● Task to complete
What is needed is an exact copy of all the records below.

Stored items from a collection

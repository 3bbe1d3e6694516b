use std::fmt;

use services::{ActivitySnapshot, Control, HomeSnapshot, Phase};
use shapeville_core::catalog::{self, COMPOSITE_FIGURES, SECTORS};
use shapeville_core::model::{ActivityKind, Dimension, SessionSummary};

const COMMAND_HINTS: [(Control, &str); 5] = [
    (Control::Submit, "answer <value>"),
    (Control::ChooseAngle, "angle <degrees>"),
    (Control::Reveal, "reveal"),
    (Control::Next, "next"),
    (Control::Start, "start <choice>"),
];

pub fn home(home: &HomeSnapshot) -> String {
    HomeView(home).to_string()
}

pub fn activity(snapshot: &ActivitySnapshot) -> String {
    ActivityView(snapshot).to_string()
}

pub fn summary(summary: &SessionSummary) -> String {
    SummaryView(summary).to_string()
}

pub fn catalog() -> String {
    CatalogView.to_string()
}

struct HomeView<'a>(&'a HomeSnapshot);

impl fmt::Display for HomeView<'_> {
    fn fmt(&self, f: &mut fmt::Formatter<'_>) -> fmt::Result {
        let home = self.0;
        writeln!(f, "Score: {}   Progress: {}%", home.score, home.progress_percent)?;
        for tile in &home.tiles {
            let mark = if tile.completed { "x" } else { " " };
            let bonus = if tile.is_bonus { " (bonus)" } else { "" };
            writeln!(f, "  [{mark}] {}{bonus}", tile.title)?;
        }
        f.write_str("Type `open <activity>` to begin, `help` for commands.")
    }
}

struct ActivityView<'a>(&'a ActivitySnapshot);

impl fmt::Display for ActivityView<'_> {
    fn fmt(&self, f: &mut fmt::Formatter<'_>) -> fmt::Result {
        let snapshot = self.0;
        writeln!(
            f,
            "== {} ({}/{} done) ==",
            snapshot.title,
            snapshot.completed_items.len().min(snapshot.required),
            snapshot.required
        )?;

        match snapshot.phase {
            Phase::Idle | Phase::Selecting => {
                writeln!(f, "Choose: {}", selection_hint(snapshot))?;
            }
            Phase::InProgress | Phase::Settled(_) => {
                if let Some(prompt) = &snapshot.prompt {
                    writeln!(f, "{prompt}")?;
                }
                if let Some(key) = &snapshot.asset_key {
                    writeln!(f, "  [image: {key}]")?;
                }
            }
        }

        if snapshot.phase == Phase::InProgress {
            writeln!(
                f,
                "Attempts left: {}   Time left: {}",
                snapshot.attempts_remaining.unwrap_or(0),
                clock_text(snapshot.remaining_seconds.unwrap_or(0))
            )?;
        }
        if let Some(feedback) = &snapshot.feedback {
            writeln!(f, "> {}", feedback.message)?;
        }
        if let Some(solution) = &snapshot.solution {
            writeln!(f, "Solution: {solution}")?;
        }

        let mut available: Vec<&str> = COMMAND_HINTS
            .iter()
            .filter(|(control, _)| snapshot.controls.allows(*control))
            .map(|(_, hint)| *hint)
            .collect();
        available.push("back");
        f.write_str(&available.join(" | "))
    }
}

struct SummaryView<'a>(&'a SessionSummary);

impl fmt::Display for SummaryView<'_> {
    fn fmt(&self, f: &mut fmt::Formatter<'_>) -> fmt::Result {
        let summary = self.0;
        writeln!(f, "Session complete!")?;
        writeln!(f, "Final score: {}", summary.score)?;
        writeln!(f, "Progress: {}%", summary.progress_percent)?;
        writeln!(
            f,
            "Correct: {}   Out of attempts: {}   Timed out: {}",
            summary.correct, summary.exhausted, summary.expired
        )?;
        let minutes = (summary.ended_at - summary.started_at).num_minutes();
        write!(f, "Time spent: {minutes} min")
    }
}

struct CatalogView;

impl fmt::Display for CatalogView {
    fn fmt(&self, f: &mut fmt::Formatter<'_>) -> fmt::Result {
        for dimension in [Dimension::Two, Dimension::Three] {
            let names: Vec<&str> = catalog::shapes_of(dimension).map(|entry| entry.name).collect();
            writeln!(f, "{} shapes: {}", dimension.label(), names.join(", "))?;
        }
        writeln!(f, "Composite figures:")?;
        for figure in &COMPOSITE_FIGURES {
            writeln!(f, "  {}: {} (area {:.2})", figure.id, figure.description, figure.area())?;
        }
        writeln!(f, "Sectors:")?;
        for sector in &SECTORS {
            writeln!(
                f,
                "  {}: r = {:.1}, θ = {:.0}° (area {:.2})",
                sector.id,
                sector.radius,
                sector.angle_degrees,
                sector.area()
            )?;
        }
        Ok(())
    }
}

fn selection_hint(snapshot: &ActivitySnapshot) -> String {
    match snapshot.activity {
        ActivityKind::ShapeRecognition => "start 2d | start 3d".to_string(),
        ActivityKind::AngleClassification => "start".to_string(),
        _ => {
            let open: Vec<&str> = snapshot
                .controls
                .items
                .iter()
                .filter(|choice| choice.enabled)
                .map(|choice| choice.item.as_str())
                .collect();
            format!("start <{}> or start random", open.join("|"))
        }
    }
}

fn clock_text(seconds: u32) -> String {
    format!("{:02}:{:02}", seconds / 60, seconds % 60)
}

#[cfg(test)]
mod tests {
    use super::*;

    #[test]
    fn clock_text_pads_minutes_and_seconds() {
        assert_eq!(clock_text(180), "03:00");
        assert_eq!(clock_text(65), "01:05");
        assert_eq!(clock_text(0), "00:00");
    }

    #[test]
    fn activity_lists_only_enabled_commands() {
        use services::{ActivityIntent, AlwaysConfirm, Tutor};
        use shapeville_core::model::{ActivityMode, PolygonFamily, TutorSettings};
        use shapeville_core::time::fixed_clock;

        let mut tutor = Tutor::new(TutorSettings::default().with_seed(3), fixed_clock());
        tutor.open(ActivityKind::PolygonArea, &AlwaysConfirm).unwrap();
        tutor
            .dispatch(ActivityIntent::Start(ActivityMode::Polygon(Some(
                PolygonFamily::Rectangle,
            ))))
            .unwrap();

        let text = activity(&tutor.activity_snapshot().unwrap());
        assert!(text.contains("Time left: 03:00"));
        assert!(text.ends_with("answer <value> | back"));
    }

    #[test]
    fn catalog_lists_every_sector() {
        let text = catalog();
        assert!(text.contains("1: r = 8.0, θ = 90° (area 50.24)"));
        assert!(text.contains("2D shapes: circle"));
    }
}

● Written reply
repository 3bbe1d3e6694516b
use std::fmt;

use services::{ActivitySnapshot, Control, HomeSnapshot, Phase};
use shapeville_core::catalog::{self, COMPOSITE_FIGURES, SECTORS};
use shapeville_core::model::{ActivityKind, Dimension, SessionSummary};

const COMMAND_HINTS: [(Control, &str); 5] = [
    (Control::Submit, "answer <value>"),
    (Control::ChooseAngle, "angle <degrees>"),
    (Control::Reveal, "reveal"),
    (Control::Next, "next"),
    (Control::Start, "start <choice>"),
];

pub fn home(home: &HomeSnapshot) -> String {
    HomeView(home).to_string()
}

pub fn activity(snapshot: &ActivitySnapshot) -> String {
    ActivityView(snapshot).to_string()
}

pub fn summary(summary: &SessionSummary) -> String {
    SummaryView(summary).to_string()
}

pub fn catalog() -> String {
    CatalogView.to_string()
}

struct HomeView<'a>(&'a HomeSnapshot);

impl fmt::Display for HomeView<'_> {
    fn fmt(&self, f: &mut fmt::Formatter<'_>) -> fmt::Result {
        let home = self.0;
        writeln!(f, "Score: {}   Progress: {}%", home.score, home.progress_percent)?;
        for tile in &home.tiles {
            let mark = if tile.completed { "x" } else { " " };
            let bonus = if tile.is_bonus { " (bonus)" } else { "" };
            writeln!(f, "  [{mark}] {}{bonus}", tile.title)?;
        }
        f.write_str("Type `open <activity>` to begin, `help` for commands.")
    }
}

struct ActivityView<'a>(&'a ActivitySnapshot);

impl fmt::Display for ActivityView<'_> {
    fn fmt(&self, f: &mut fmt::Formatter<'_>) -> fmt::Result {
        let snapshot = self.0;
        writeln!(
            f,
            "== {} ({}/{} done) ==",
            snapshot.title,
            snapshot.completed_items.len().min(snapshot.required),
            snapshot.required
        )?;

        match snapshot.phase {
            Phase::Idle | Phase::Selecting => {
                writeln!(f, "Choose: {}", selection_hint(snapshot))?;
            }
            Phase::InProgress | Phase::Settled(_) => {
                if let Some(prompt) = &snapshot.prompt {
                    writeln!(f, "{prompt}")?;
                }
                if let Some(key) = &snapshot.asset_key {
                    writeln!(f, "  [image: {key}]")?;
                }
            }
        }

        if snapshot.phase == Phase::InProgress {
            writeln!(
                f,
                "Attempts left: {}   Time left: {}",
                snapshot.attempts_remaining.unwrap_or(0),
                clock_text(snapshot.remaining_seconds.unwrap_or(0))
            )?;
        }
        if let Some(feedback) = &snapshot.feedback {
            writeln!(f, "> {}", feedback.message)?;
        }
        if let Some(solution) = &snapshot.solution {
            writeln!(f, "Solution: {solution}")?;
        }

        let mut available: Vec<&str> = COMMAND_HINTS
            .iter()
            .filter(|(control, _)| snapshot.controls.allows(*control))
            .map(|(_, hint)| *hint)
            .collect();
        available.push("back");
        f.write_str(&available.join(" | "))
    }
}

struct SummaryView<'a>(&'a SessionSummary);

impl fmt::Display for SummaryView<'_> {
    fn fmt(&self, f: &mut fmt::Formatter<'_>) -> fmt::Result {
        let summary = self.0;
        writeln!(f, "Session complete!")?;
        writeln!(f, "Final score: {}", summary.score)?;
        writeln!(f, "Progress: {}%", summary.progress_percent)?;
        writeln!(
            f,
            "Correct: {}   Out of attempts: {}   Timed out: {}",
            summary.correct, summary.exhausted, summary.expired
        )?;
        let minutes = (summary.ended_at - summary.started_at).num_minutes();
        write!(f, "Time spent: {minutes} min")
    }
}

struct CatalogView;

impl fmt::Display for CatalogView {
    fn fmt(&self, f: &mut fmt::Formatter<'_>) -> fmt::Result {
        for dimension in [Dimension::Two, Dimension::Three] {
            let names: Vec<&str> = catalog::shapes_of(dimension).map(|entry| entry.name).collect();
            writeln!(f, "{} shapes: {}", dimension.label(), names.join(", "))?;
        }
        writeln!(f, "Composite figures:")?;
        for figure in &COMPOSITE_FIGURES {
            writeln!(f, "  {}: {} (area {:.2})", figure.id, figure.description, figure.area())?;
        }
        writeln!(f, "Sectors:")?;
        for sector in &SECTORS {
            writeln!(
                f,
                "  {}: r = {:.1}, θ = {:.0}° (area {:.2})",
                sector.id,
                sector.radius,
                sector.angle_degrees,
                sector.area()
            )?;
        }
        Ok(())
    }
}

fn selection_hint(snapshot: &ActivitySnapshot) -> String {
    match snapshot.activity {
        ActivityKind::ShapeRecognition => "start 2d | start 3d".to_string(),
        ActivityKind::AngleClassification => "start".to_string(),
        _ => {
            let open: Vec<&str> = snapshot
                .controls
                .items
                .iter()
                .filter(|choice| choice.enabled)
                .map(|choice| choice.item.as_str())
                .collect();
            format!("start <{}> or start random", open.join("|"))
        }
    }
}

fn clock_text(seconds: u32) -> String {
    format!("{:02}:{:02}", seconds / 60, seconds % 60)
}

#[cfg(test)]
mod tests {
    use super::*;

    #[test]
    fn clock_text_pads_minutes_and_seconds() {
        assert_eq!(clock_text(180), "03:00");
        assert_eq!(clock_text(65), "01:05");
        assert_eq!(clock_text(0), "00:00");
    }

    #[test]
    fn activity_lists_only_enabled_commands() {
        use services::{ActivityIntent, AlwaysConfirm, Tutor};
        use shapeville_core::model::{ActivityMode, PolygonFamily, TutorSettings};
        use shapeville_core::time::fixed_clock;

        let mut tutor = Tutor::new(TutorSettings::default().with_seed(3), fixed_clock());
        tutor.open(ActivityKind::PolygonArea, &AlwaysConfirm).unwrap();
        tutor
            .dispatch(ActivityIntent::Start(ActivityMode::Polygon(Some(
                PolygonFamily::Rectangle,
            ))))
            .unwrap();

        let text = activity(&tutor.activity_snapshot().unwrap());
        assert!(text.contains("Time left: 03:00"));
        assert!(text.ends_with("answer <value> | back"));
    }

    #[test]
    fn catalog_lists_every_sector() {
        let text = catalog();
        assert!(text.contains("1: r = 8.0, θ = 90° (area 50.24)"));
        assert!(text.contains("2D shapes: circle"));
    }
}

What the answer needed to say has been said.